This time Josiño first recommended Monte Pío 2019, a very nice Salnés albariño from the bodega of the same name. It had all the typicity intact, which means aromas of apple and citrus from indigenous yeast, low sulphur, creamy after long time on lees and a clean citric aftertaste. Then a very different albariño, biodynamically grown, from Alberto Nanclares, Soverribas 2015. It had very typical aged albariño character, at least from my experience. This includes mature apples that hints to oxidation, just hints!, nuts (direction almonds/hazelnuts), and full, glyceric, dry and long in the mouth.

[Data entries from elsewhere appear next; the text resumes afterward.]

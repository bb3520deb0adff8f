use crate::config::TelegramConfig;
use anyhow::Result;
use reqwest::Client;
use serde_json::json;

pub struct TelegramClient {
    client: Client,
    api_url: String,
    bot_token: String,
    chat_id: String,
}

impl TelegramClient {
    pub fn new(config: &TelegramConfig, client: Client) -> Self {
        Self {
            client,
            api_url: config.api_url.trim_end_matches('/').to_string(),
            bot_token: config.bot_token.clone(),
            chat_id: config.chat_id.clone(),
        }
    }

    /// Send `text` to the configured chat via the Bot API `sendMessage` call.
    pub async fn send(&self, text: &str) -> Result<()> {
        let url = format!("{}/bot{}/sendMessage", self.api_url, self.bot_token);

        let response = self
            .client
            .post(&url)
            .json(&json!({ "chat_id": self.chat_id, "text": text }))
            .send()
            .await?;

        if !response.status().is_success() {
            let status = response.status();
            let body = response.text().await.unwrap_or_default();
            anyhow::bail!("Telegram sendMessage failed ({}): {}", status, body);
        }

        Ok(())
    }
}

The first of two albariños, Josiño preparing some bread and tapas in the background

Our wine of the week is a wonderful Atlantic style red from the Ribeiro area. Cume do Avia is the producer (also mentioned here), and it’s also the name of the highest hill in the Ribeiro subregion of Avia. It is Diego, Álvaro and Fito, all relatives, who are Cume do Avia. They come from a family of vignerons, and started for themselves in 2005. They went organic from the start, with some biodynamic practises. They count on 9 hectares with 13 autochthonous grape varieties in Eira dos Mouros.

The soil consists of clay, schist and granite, east facing, with good sun exposure and ventilation. In the cellar they use indigenous yeast, no filtration, clarification with gravity and only a small amount of sulphite before bottling. The reds are made with low extraction.

Dos Canotos Caíño Longo 17 (Cume do Avia)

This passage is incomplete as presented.